[Items from a dataset]
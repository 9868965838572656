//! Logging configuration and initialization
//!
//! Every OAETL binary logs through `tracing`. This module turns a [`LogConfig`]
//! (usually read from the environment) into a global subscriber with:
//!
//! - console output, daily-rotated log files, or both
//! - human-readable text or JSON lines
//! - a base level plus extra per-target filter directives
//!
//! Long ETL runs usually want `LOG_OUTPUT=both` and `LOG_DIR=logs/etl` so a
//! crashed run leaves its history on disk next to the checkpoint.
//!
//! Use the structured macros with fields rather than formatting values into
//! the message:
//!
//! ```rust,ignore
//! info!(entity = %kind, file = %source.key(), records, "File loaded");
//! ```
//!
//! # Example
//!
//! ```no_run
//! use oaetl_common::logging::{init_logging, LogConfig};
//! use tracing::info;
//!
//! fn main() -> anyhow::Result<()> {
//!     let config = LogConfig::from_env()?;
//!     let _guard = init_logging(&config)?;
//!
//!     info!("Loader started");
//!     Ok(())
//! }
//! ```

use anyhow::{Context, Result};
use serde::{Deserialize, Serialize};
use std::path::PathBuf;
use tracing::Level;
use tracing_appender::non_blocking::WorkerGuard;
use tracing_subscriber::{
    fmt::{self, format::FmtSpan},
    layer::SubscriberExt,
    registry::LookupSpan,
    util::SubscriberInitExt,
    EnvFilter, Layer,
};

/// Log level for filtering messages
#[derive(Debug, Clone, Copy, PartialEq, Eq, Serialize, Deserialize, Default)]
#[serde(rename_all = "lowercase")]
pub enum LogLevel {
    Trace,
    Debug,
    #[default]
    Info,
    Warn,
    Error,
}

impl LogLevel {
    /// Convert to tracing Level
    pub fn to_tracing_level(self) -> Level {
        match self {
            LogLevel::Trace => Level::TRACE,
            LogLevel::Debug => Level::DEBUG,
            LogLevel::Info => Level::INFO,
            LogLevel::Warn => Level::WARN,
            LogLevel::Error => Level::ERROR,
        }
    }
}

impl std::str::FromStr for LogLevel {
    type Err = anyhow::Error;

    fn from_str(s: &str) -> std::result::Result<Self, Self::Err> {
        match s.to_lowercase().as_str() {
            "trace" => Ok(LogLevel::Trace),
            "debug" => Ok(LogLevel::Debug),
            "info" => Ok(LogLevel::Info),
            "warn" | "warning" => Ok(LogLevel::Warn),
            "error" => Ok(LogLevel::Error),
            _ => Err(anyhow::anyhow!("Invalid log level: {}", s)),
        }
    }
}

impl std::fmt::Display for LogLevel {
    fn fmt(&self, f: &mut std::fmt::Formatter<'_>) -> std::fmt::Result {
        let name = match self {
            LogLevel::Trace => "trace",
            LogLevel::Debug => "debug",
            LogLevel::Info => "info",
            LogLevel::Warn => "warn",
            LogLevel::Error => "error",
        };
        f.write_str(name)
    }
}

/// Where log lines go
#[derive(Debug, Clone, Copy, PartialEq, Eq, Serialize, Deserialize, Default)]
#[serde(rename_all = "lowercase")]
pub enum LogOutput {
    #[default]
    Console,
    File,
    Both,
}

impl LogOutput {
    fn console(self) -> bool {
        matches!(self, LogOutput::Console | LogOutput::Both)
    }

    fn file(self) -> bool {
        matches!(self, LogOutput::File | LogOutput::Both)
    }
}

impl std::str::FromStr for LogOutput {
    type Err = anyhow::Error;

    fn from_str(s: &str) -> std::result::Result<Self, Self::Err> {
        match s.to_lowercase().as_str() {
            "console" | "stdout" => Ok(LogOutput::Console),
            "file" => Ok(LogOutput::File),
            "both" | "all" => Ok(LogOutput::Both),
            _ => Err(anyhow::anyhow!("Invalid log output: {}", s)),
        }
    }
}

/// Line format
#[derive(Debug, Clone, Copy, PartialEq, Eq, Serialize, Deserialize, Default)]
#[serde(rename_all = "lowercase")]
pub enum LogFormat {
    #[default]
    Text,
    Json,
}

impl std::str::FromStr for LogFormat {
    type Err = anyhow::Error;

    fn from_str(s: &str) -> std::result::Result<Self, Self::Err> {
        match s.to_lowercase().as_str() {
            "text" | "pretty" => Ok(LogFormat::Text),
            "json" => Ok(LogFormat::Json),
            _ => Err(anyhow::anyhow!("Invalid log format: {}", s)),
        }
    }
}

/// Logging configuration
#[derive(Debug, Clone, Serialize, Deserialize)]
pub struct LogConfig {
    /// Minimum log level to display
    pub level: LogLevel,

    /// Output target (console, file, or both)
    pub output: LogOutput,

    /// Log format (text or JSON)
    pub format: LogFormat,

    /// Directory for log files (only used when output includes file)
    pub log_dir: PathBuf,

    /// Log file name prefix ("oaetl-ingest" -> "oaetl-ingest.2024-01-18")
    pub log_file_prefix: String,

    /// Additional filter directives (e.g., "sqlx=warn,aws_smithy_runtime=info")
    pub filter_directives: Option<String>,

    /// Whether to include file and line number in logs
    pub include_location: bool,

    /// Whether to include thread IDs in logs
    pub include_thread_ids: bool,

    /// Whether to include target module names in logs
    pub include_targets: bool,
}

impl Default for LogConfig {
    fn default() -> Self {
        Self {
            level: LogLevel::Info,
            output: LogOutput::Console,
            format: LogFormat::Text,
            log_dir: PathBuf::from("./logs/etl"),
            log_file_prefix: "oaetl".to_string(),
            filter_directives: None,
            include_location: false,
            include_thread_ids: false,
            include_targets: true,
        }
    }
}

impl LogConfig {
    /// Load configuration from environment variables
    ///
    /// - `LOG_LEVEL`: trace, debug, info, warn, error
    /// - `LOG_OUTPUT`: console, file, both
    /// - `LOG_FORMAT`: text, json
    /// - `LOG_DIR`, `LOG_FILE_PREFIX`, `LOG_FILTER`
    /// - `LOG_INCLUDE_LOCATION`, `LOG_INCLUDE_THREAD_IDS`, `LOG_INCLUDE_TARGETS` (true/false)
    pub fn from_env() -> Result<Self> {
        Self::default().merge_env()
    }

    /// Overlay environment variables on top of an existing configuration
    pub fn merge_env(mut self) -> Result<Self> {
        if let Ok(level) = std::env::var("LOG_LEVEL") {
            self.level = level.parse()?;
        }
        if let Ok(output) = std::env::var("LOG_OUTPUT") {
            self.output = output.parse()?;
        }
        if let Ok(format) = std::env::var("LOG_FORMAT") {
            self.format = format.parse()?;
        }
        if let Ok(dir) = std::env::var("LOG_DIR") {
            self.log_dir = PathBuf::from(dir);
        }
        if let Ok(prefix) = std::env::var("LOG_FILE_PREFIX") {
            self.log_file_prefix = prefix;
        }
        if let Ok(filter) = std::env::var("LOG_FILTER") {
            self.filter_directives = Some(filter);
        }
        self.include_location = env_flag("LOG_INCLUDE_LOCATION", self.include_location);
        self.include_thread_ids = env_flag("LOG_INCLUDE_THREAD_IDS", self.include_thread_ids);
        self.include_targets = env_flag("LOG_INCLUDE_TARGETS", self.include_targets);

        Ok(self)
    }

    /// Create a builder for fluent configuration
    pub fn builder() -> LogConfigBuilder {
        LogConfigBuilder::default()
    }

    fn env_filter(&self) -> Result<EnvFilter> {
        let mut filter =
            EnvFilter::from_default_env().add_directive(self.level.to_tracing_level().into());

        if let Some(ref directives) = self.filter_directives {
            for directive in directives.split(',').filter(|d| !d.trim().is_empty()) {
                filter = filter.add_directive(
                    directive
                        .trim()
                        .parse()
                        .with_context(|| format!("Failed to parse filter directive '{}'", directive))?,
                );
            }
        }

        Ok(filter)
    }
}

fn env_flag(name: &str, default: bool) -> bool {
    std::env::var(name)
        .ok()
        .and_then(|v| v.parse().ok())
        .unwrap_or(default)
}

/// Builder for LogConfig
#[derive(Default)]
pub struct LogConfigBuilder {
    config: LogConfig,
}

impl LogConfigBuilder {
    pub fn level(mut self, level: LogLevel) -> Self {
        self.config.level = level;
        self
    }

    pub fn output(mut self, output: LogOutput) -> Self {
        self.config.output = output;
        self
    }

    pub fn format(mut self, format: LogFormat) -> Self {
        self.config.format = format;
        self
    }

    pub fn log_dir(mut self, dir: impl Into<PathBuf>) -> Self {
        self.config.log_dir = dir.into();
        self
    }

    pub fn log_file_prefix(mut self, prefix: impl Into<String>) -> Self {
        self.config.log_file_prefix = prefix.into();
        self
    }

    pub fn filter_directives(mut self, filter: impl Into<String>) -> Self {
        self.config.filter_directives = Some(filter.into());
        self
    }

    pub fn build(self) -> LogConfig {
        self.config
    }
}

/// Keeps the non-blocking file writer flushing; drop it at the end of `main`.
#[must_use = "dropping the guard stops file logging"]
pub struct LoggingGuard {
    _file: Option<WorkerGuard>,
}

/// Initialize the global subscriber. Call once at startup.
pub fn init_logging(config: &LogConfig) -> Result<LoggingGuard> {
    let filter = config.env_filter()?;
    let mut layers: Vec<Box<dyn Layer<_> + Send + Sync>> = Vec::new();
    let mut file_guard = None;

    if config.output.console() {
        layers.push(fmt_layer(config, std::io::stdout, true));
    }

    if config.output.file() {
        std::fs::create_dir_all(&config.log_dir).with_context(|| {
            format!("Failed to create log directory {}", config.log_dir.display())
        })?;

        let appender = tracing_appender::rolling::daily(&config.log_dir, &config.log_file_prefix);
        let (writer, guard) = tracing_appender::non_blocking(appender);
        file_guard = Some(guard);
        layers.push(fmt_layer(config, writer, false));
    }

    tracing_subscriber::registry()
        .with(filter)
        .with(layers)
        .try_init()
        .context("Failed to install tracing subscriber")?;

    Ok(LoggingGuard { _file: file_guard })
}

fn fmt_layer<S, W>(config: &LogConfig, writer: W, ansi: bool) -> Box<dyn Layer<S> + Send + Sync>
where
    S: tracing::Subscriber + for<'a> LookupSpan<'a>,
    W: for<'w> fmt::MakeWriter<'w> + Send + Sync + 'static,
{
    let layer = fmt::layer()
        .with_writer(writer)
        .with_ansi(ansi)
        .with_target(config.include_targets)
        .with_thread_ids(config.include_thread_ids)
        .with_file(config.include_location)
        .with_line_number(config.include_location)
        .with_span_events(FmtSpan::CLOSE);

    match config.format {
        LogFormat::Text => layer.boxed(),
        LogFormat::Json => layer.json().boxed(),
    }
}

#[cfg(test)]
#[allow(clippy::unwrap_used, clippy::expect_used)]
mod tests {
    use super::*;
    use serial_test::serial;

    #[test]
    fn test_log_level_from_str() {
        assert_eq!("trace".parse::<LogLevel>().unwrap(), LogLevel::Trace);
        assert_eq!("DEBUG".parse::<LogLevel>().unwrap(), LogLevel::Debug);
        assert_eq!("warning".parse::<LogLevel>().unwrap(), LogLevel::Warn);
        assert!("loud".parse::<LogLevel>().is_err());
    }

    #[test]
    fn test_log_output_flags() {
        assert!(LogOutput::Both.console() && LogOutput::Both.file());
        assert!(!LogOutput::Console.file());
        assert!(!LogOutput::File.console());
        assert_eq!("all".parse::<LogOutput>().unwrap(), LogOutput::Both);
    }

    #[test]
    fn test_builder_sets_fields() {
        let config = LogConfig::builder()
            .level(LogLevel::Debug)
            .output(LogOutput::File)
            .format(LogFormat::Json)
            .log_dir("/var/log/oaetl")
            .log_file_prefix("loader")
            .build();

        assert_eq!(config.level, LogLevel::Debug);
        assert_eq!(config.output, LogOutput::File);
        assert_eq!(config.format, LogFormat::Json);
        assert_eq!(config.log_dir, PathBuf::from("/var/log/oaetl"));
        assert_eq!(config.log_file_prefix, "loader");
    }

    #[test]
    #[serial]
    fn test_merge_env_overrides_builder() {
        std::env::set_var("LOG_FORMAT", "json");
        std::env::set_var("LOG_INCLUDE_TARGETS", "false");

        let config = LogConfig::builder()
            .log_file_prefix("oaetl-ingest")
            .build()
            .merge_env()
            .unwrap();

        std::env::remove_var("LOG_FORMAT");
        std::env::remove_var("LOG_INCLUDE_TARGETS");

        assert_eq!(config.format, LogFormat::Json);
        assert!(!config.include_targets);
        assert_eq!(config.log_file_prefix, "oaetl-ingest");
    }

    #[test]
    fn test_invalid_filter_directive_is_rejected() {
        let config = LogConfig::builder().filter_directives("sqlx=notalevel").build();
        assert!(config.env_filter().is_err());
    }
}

Your objective:
From the data above, say how many lines include "files", and write nothing but the number.

Written answer:
2